> **Requirement**
For the word "crate", return each line of the data in which it occurs.

> **Exercise data**
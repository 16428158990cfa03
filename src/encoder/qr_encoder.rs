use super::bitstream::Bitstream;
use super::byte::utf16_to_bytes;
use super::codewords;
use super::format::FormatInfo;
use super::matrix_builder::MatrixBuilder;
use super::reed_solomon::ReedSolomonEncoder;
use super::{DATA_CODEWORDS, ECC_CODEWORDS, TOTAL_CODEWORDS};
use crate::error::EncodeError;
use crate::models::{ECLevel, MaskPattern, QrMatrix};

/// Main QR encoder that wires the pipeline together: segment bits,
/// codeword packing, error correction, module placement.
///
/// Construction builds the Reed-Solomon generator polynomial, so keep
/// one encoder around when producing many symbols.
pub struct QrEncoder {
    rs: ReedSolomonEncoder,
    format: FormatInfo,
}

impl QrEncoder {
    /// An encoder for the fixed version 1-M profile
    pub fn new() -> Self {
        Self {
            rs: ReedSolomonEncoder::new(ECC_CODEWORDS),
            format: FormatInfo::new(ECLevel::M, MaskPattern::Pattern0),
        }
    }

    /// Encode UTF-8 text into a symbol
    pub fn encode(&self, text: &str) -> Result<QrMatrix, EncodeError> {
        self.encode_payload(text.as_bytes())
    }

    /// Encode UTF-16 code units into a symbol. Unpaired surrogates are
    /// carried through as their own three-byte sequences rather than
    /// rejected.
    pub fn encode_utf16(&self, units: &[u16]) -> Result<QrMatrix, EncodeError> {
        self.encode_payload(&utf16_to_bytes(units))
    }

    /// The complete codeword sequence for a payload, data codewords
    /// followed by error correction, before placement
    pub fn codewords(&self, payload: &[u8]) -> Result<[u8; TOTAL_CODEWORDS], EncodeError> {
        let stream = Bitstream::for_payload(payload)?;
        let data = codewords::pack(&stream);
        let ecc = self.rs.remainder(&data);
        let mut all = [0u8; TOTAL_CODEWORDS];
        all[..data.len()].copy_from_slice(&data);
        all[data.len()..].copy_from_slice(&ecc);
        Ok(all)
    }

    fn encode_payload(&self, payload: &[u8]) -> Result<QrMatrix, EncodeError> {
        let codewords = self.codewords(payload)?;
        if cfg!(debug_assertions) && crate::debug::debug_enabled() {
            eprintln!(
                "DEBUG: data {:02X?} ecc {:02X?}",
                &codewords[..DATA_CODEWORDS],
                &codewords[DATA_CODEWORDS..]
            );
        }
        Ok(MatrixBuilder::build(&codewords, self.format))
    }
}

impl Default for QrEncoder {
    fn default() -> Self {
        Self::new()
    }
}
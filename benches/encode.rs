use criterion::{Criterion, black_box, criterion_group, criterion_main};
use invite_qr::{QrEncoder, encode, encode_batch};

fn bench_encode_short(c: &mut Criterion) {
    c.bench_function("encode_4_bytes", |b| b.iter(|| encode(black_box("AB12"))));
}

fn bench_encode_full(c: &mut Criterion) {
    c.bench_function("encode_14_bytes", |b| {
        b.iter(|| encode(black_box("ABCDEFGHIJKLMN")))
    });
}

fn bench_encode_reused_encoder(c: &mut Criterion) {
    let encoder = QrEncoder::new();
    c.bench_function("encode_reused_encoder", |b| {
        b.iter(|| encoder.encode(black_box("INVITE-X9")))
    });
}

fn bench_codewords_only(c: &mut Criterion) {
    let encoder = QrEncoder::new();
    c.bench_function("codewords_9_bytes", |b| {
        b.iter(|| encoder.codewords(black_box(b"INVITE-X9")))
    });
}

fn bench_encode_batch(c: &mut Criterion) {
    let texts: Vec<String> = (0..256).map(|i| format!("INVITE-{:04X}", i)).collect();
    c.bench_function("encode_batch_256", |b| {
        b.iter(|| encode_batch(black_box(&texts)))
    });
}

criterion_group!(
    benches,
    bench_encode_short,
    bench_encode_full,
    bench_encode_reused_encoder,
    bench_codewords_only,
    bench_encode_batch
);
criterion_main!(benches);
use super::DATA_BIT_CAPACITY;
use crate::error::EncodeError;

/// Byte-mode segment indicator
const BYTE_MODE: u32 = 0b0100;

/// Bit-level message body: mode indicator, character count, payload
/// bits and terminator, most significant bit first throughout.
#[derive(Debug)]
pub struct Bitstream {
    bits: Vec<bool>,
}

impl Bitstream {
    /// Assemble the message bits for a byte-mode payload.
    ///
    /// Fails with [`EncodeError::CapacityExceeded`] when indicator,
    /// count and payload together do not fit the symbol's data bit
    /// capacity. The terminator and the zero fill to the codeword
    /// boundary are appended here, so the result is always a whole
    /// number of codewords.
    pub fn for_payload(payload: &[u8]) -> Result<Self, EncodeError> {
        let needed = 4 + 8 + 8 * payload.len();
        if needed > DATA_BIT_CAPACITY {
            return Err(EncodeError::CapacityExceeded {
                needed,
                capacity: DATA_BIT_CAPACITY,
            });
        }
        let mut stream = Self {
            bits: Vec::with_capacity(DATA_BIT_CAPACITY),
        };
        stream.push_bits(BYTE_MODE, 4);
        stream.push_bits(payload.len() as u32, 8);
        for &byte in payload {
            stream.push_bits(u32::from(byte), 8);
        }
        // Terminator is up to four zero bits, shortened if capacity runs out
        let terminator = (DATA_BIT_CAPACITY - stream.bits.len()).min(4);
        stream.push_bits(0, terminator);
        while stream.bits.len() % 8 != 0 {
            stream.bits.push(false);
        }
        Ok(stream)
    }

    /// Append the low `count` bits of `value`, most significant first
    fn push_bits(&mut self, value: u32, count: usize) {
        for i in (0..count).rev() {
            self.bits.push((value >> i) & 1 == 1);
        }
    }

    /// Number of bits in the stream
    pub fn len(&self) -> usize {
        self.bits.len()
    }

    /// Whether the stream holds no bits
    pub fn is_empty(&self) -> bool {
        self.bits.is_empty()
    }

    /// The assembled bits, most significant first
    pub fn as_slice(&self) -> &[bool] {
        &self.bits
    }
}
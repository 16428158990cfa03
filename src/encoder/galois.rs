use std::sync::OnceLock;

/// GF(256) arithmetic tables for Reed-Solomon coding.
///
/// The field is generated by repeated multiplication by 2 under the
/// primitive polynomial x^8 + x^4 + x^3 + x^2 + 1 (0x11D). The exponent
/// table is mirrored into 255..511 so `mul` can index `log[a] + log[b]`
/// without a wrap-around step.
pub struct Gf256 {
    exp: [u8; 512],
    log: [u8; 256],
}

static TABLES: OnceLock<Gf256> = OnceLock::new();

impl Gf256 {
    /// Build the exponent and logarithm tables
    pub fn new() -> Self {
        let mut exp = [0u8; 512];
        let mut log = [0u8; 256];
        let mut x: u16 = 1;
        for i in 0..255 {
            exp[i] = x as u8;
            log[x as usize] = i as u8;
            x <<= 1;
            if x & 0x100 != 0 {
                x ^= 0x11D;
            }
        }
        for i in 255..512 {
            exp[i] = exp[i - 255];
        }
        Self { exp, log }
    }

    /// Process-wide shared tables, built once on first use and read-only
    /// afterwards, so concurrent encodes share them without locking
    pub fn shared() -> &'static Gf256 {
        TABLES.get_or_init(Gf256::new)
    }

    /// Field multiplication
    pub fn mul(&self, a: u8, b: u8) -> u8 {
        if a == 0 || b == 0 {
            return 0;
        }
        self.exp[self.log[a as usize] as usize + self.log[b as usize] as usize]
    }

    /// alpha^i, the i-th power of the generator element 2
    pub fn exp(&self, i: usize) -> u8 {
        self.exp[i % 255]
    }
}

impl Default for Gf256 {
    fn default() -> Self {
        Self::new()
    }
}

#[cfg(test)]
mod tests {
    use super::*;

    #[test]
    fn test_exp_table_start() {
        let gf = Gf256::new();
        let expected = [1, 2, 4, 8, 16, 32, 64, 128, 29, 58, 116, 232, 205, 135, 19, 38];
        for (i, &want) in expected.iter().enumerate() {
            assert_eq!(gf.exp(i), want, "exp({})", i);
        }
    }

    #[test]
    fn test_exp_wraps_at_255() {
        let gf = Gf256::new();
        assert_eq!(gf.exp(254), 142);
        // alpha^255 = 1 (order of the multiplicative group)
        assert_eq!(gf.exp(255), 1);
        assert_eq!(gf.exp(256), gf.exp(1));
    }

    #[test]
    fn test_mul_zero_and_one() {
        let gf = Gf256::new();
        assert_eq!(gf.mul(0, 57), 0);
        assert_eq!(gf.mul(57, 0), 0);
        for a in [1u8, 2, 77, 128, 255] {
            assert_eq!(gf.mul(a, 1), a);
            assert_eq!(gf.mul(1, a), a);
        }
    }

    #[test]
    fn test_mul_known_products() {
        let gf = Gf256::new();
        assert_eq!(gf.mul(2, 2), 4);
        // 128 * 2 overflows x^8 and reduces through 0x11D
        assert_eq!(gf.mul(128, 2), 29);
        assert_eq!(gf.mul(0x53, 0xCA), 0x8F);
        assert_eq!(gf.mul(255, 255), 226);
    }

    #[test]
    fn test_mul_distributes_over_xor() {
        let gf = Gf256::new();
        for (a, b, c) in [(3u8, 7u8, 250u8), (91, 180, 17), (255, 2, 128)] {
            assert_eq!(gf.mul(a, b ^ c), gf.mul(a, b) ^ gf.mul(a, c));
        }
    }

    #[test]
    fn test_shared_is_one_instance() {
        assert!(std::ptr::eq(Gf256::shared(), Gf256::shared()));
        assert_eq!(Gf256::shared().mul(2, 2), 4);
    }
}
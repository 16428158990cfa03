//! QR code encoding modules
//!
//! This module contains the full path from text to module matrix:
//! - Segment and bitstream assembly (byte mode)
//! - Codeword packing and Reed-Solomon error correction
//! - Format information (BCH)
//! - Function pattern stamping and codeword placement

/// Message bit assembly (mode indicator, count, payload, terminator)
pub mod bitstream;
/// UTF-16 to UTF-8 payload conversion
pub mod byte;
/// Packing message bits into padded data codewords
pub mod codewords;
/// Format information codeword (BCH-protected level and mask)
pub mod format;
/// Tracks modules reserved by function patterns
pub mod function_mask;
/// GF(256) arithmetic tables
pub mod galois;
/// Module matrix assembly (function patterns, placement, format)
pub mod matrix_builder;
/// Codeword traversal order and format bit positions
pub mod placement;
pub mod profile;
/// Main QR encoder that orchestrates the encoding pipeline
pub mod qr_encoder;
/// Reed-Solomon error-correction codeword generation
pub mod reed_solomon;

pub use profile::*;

> **Reply to the task**
use crate::error::EncodeError;
use crate::models::{ECLevel, MaskPattern, QrMatrix};
        if cfg!(debug_assertions) && crate::debug::debug_enabled() {
use crate::error::EncodeError;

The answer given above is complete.